WHAT THE TASK REQUIRES: In the listing below, pick out lines with "warn".

GIVEN RECORDS:
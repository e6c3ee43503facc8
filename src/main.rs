// ── Safety policy ────────────────────────────────────────────────────────────
// Unsafe code is forbidden everywhere except `platform::win32` (Win32 / WGL
// FFI).  Each unsafe block in that module MUST carry a `// SAFETY:` comment.
#![deny(unsafe_code)]
// Release builds run as a GUI application (no console window).
// Debug builds keep the console so that log output is visible.
#![cfg_attr(not(debug_assertions), windows_subsystem = "windows")]
// Off Windows only the platform-independent core (and its tests) is live.
#![cfg_attr(not(windows), allow(dead_code))]

mod app;
mod boot;
mod config;
mod error;
mod logging;
mod platform;

use log::{error, info};

use crate::{config::Config, error::Result};

fn main() {
    let config = match config::load() {
        Ok(config) => config,
        Err(e) => {
            logging::init(&Config::default().log_level);
            fail(&e);
        }
    };
    logging::init(&config.log_level);

    match run(&config) {
        Ok(frames) => info!("exited cleanly after {frames} frame(s)"),
        Err(e) => fail(&e),
    }
}

#[cfg(windows)]
fn run(config: &Config) -> Result<u64> {
    let mut backend = platform::win32::Win32Backend::new()?;
    let closed = app::App::new(config).run(&mut backend, |frame| {
        log::trace!("frame {frame}");
    })?;
    Ok(closed.frames)
}

#[cfg(not(windows))]
fn run(_config: &Config) -> Result<u64> {
    Err(error::KindleError::Unsupported)
}

/// Startup failed: log it, tell the user, exit non-zero.
fn fail(e: &error::KindleError) -> ! {
    error!("{e}");
    // A modal dialog is the only output path a release GUI build has.
    #[cfg(windows)]
    platform::win32::window::show_error_dialog(&e.to_string());
    std::process::exit(1);
}
// ── Per-window GL resources ───────────────────────────────────────────────────
//
// Window → device context → pixel format → context → current, acquired in
// that order and released in the reverse one.  Both the probe and the final
// window go through this guard, so a failure at any step unwinds whatever
// had been acquired before the error reaches `main`.

use log::{trace, warn};

use crate::{
    boot::{Established, StartupParams},
    error::{KindleError, Result},
    platform::{Backend, FormatIndex, OsResult, WindowPlacement},
};

pub(crate) struct WindowResources<'b, B: Backend> {
    backend: &'b mut B,
    phase: &'static str,
    window: Option<B::Window>,
    surface: Option<B::Surface>,
    context: Option<B::Context>,
    formatted: bool,
    current: bool,
}

impl<'b, B: Backend> WindowResources<'b, B> {
    /// Create the window that every other resource hangs off.
    pub(crate) fn create_window(
        backend: &'b mut B,
        phase: &'static str,
        params: &StartupParams,
        placement: WindowPlacement,
    ) -> Result<Self> {
        // The title doubles as the class identifier.
        let window = backend
            .create_window(&params.title, &params.title, placement)
            .map_err(|e| KindleError::WindowCreation {
                phase,
                code: e.code,
            })?;
        trace!("{phase} window created: {window:?} at {placement:?}");

        Ok(Self {
            backend,
            phase,
            window: Some(window),
            surface: None,
            context: None,
            formatted: false,
            current: false,
        })
    }

    /// Rebuild a guard around an already established window so it can be
    /// torn down.
    pub(crate) fn adopt(backend: &'b mut B, established: Established<B>) -> Self {
        Self {
            backend,
            phase: "final",
            window: Some(established.window),
            surface: Some(established.surface),
            context: Some(established.context),
            formatted: true,
            current: true,
        }
    }

    pub(crate) fn backend(&mut self) -> &mut B {
        &mut *self.backend
    }

    pub(crate) fn backend_ref(&self) -> &B {
        &*self.backend
    }

    pub(crate) fn acquire_surface(&mut self) -> Result<B::Surface> {
        let window = self.window.ok_or(KindleError::Surface { phase: self.phase })?;
        let surface = self
            .backend
            .surface(window)
            .ok_or(KindleError::Surface { phase: self.phase })?;
        self.surface = Some(surface);
        Ok(surface)
    }

    /// Apply `format`, described by `descriptor`, to the surface.  A window's
    /// pixel format is fixed once set, so a second call on the same guard is
    /// refused without touching the backend.
    pub(crate) fn apply_format(
        &mut self,
        format: FormatIndex,
        descriptor: &B::PixelDescriptor,
    ) -> Result<()> {
        let phase = self.phase;
        let surface = self.surface.ok_or(KindleError::Surface { phase })?;
        if self.formatted {
            return Err(KindleError::Format {
                phase,
                reason: "pixel format already set on this window",
                code: 0,
            });
        }
        self.backend
            .set_pixel_format(surface, format, descriptor)
            .map_err(|e| KindleError::Format {
                phase,
                reason: "failed to set pixel format",
                code: e.code,
            })?;
        self.formatted = true;
        trace!("{phase} pixel format {} applied", format.get());
        Ok(())
    }

    /// Take ownership of a freshly created context.
    pub(crate) fn adopt_context(&mut self, context: B::Context) {
        self.context = Some(context);
    }

    /// Make the owned context current on the owned surface.
    pub(crate) fn activate(&mut self) -> Result<()> {
        let phase = self.phase;
        let (Some(surface), Some(context)) = (self.surface, self.context) else {
            return Err(KindleError::Context {
                phase,
                reason: "no context to make current",
                code: 0,
            });
        };
        self.backend
            .make_current(surface, context)
            .map_err(|e| KindleError::Context {
                phase,
                reason: "failed to make context current",
                code: e.code,
            })?;
        self.current = true;
        Ok(())
    }

    /// Hand the resources over to the caller.  Nothing is released.
    pub(crate) fn into_established(mut self) -> Result<Established<B>> {
        let phase = self.phase;
        if !self.current {
            return Err(KindleError::Context {
                phase,
                reason: "context is not current",
                code: 0,
            });
        }
        // All four are present once `current` is set.
        let (Some(window), Some(surface), Some(context)) =
            (self.window, self.surface, self.context)
        else {
            return Err(KindleError::Surface { phase });
        };
        self.window = None;
        self.surface = None;
        self.context = None;
        self.current = false;
        Ok(Established {
            window,
            surface,
            context,
        })
    }

    /// Deactivate, delete, release, destroy.
    pub(crate) fn release(mut self) {
        self.teardown();
    }

    fn teardown(&mut self) {
        let phase = self.phase;
        if std::mem::take(&mut self.current) {
            report(phase, self.backend.clear_current());
        }
        if let Some(context) = self.context.take() {
            report(phase, self.backend.delete_context(context));
        }
        if let (Some(window), Some(surface)) = (self.window, self.surface.take()) {
            self.backend.release_surface(window, surface);
        }
        if let Some(window) = self.window.take() {
            report(phase, self.backend.destroy_window(window));
            trace!("{phase} window destroyed: {window:?}");
        }
    }
}

impl<B: Backend> Drop for WindowResources<'_, B> {
    fn drop(&mut self) {
        self.teardown();
    }
}

/// Teardown failures are logged and otherwise ignored.
fn report(phase: &str, result: OsResult<()>) {
    if let Err(e) = result {
        warn!("{phase}: {} failed during teardown (error {:#010x})", e.function, e.code);
    }
}
// ── Surface and context feature profile ───────────────────────────────────────
//
// Pure data: what the final surface and context must look like, and how
// that is spelled as zero-terminated WGL attribute lists.  No Win32 imports.

/// Tokens from `wglext.h` (WGL_ARB_pixel_format, WGL_ARB_create_context,
/// WGL_ARB_create_context_profile).
pub(crate) mod wgl {
    pub(crate) const DRAW_TO_WINDOW_ARB: i32 = 0x2001;
    pub(crate) const ACCELERATION_ARB: i32 = 0x2003;
    pub(crate) const SWAP_METHOD_ARB: i32 = 0x2007;
    pub(crate) const SUPPORT_OPENGL_ARB: i32 = 0x2010;
    pub(crate) const DOUBLE_BUFFER_ARB: i32 = 0x2011;
    pub(crate) const PIXEL_TYPE_ARB: i32 = 0x2013;
    pub(crate) const COLOR_BITS_ARB: i32 = 0x2014;
    pub(crate) const ALPHA_BITS_ARB: i32 = 0x201B;
    pub(crate) const DEPTH_BITS_ARB: i32 = 0x2022;
    pub(crate) const FULL_ACCELERATION_ARB: i32 = 0x2027;
    pub(crate) const SWAP_COPY_ARB: i32 = 0x2029;
    pub(crate) const TYPE_RGBA_ARB: i32 = 0x202B;

    pub(crate) const CONTEXT_MAJOR_VERSION_ARB: i32 = 0x2091;
    pub(crate) const CONTEXT_MINOR_VERSION_ARB: i32 = 0x2092;
    pub(crate) const CONTEXT_FLAGS_ARB: i32 = 0x2094;
    pub(crate) const CONTEXT_PROFILE_MASK_ARB: i32 = 0x9126;
    pub(crate) const CONTEXT_DEBUG_BIT_ARB: i32 = 0x0001;
    pub(crate) const CONTEXT_CORE_PROFILE_BIT_ARB: i32 = 0x0001;

    pub(crate) const TRUE: i32 = 1;
    /// List terminator.
    pub(crate) const END: i32 = 0;
}

// ── Pixel format ──────────────────────────────────────────────────────────────

/// Attribute set describing the renderable surface.
///
/// The baseline chooser only understands the draw/GL/double-buffer flags,
/// pixel type and bit depths.  The extended chooser additionally asks for
/// copy swaps and, when `full_acceleration` is set, a hardware format.
#[derive(Debug, Clone, Copy, PartialEq, Eq)]
pub(crate) struct PixelFormatRequest {
    pub(crate) color_bits: u8,
    pub(crate) alpha_bits: u8,
    pub(crate) depth_bits: u8,
    pub(crate) double_buffer: bool,
    pub(crate) full_acceleration: bool,
}

impl PixelFormatRequest {
    /// 32-bit RGBA, 8-bit alpha, 24-bit depth, double-buffered, hardware
    /// accelerated, copy swap.
    pub(crate) const STANDARD: Self = Self {
        color_bits: 32,
        alpha_bits: 8,
        depth_bits: 24,
        double_buffer: true,
        full_acceleration: true,
    };

    /// Attribute list for `wglChoosePixelFormatARB`, zero-terminated.
    pub(crate) fn attrib_list(&self) -> Vec<i32> {
        let mut attribs = vec![
            wgl::DRAW_TO_WINDOW_ARB,
            wgl::TRUE,
            wgl::SUPPORT_OPENGL_ARB,
            wgl::TRUE,
            wgl::DOUBLE_BUFFER_ARB,
            i32::from(self.double_buffer),
            wgl::SWAP_METHOD_ARB,
            wgl::SWAP_COPY_ARB,
            wgl::PIXEL_TYPE_ARB,
            wgl::TYPE_RGBA_ARB,
        ];
        if self.full_acceleration {
            attribs.extend([wgl::ACCELERATION_ARB, wgl::FULL_ACCELERATION_ARB]);
        }
        attribs.extend([
            wgl::COLOR_BITS_ARB,
            i32::from(self.color_bits),
            wgl::ALPHA_BITS_ARB,
            i32::from(self.alpha_bits),
            wgl::DEPTH_BITS_ARB,
            i32::from(self.depth_bits),
            wgl::END,
        ]);
        attribs
    }
}

// ── Context ───────────────────────────────────────────────────────────────────

/// Requested capability level of the final rendering context.  Always a
/// core profile.
///
/// There is no negotiation: if the driver cannot create exactly this, the
/// bootstrap fails.
#[derive(Debug, Clone, Copy, PartialEq, Eq)]
pub(crate) struct ContextAttributes {
    pub(crate) major: i32,
    pub(crate) minor: i32,
    pub(crate) debug: bool,
}

impl ContextAttributes {
    /// OpenGL 4.3 core profile with the debug flag set.
    pub(crate) const GL_4_3_CORE_DEBUG: Self = Self {
        major: 4,
        minor: 3,
        debug: true,
    };

    /// Attribute list for `wglCreateContextAttribsARB`, zero-terminated.
    pub(crate) fn attrib_list(&self) -> Vec<i32> {
        let mut attribs = vec![
            wgl::CONTEXT_MAJOR_VERSION_ARB,
            self.major,
            wgl::CONTEXT_MINOR_VERSION_ARB,
            self.minor,
            wgl::CONTEXT_PROFILE_MASK_ARB,
            wgl::CONTEXT_CORE_PROFILE_BIT_ARB,
        ];
        if self.debug {
            attribs.extend([wgl::CONTEXT_FLAGS_ARB, wgl::CONTEXT_DEBUG_BIT_ARB]);
        }
        attribs.push(wgl::END);
        attribs
    }
}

RESPONSE AREA:
use log::{trace, warn};
        warn!("{phase}: {} failed during teardown (error {:#010x})", e.function, e.code);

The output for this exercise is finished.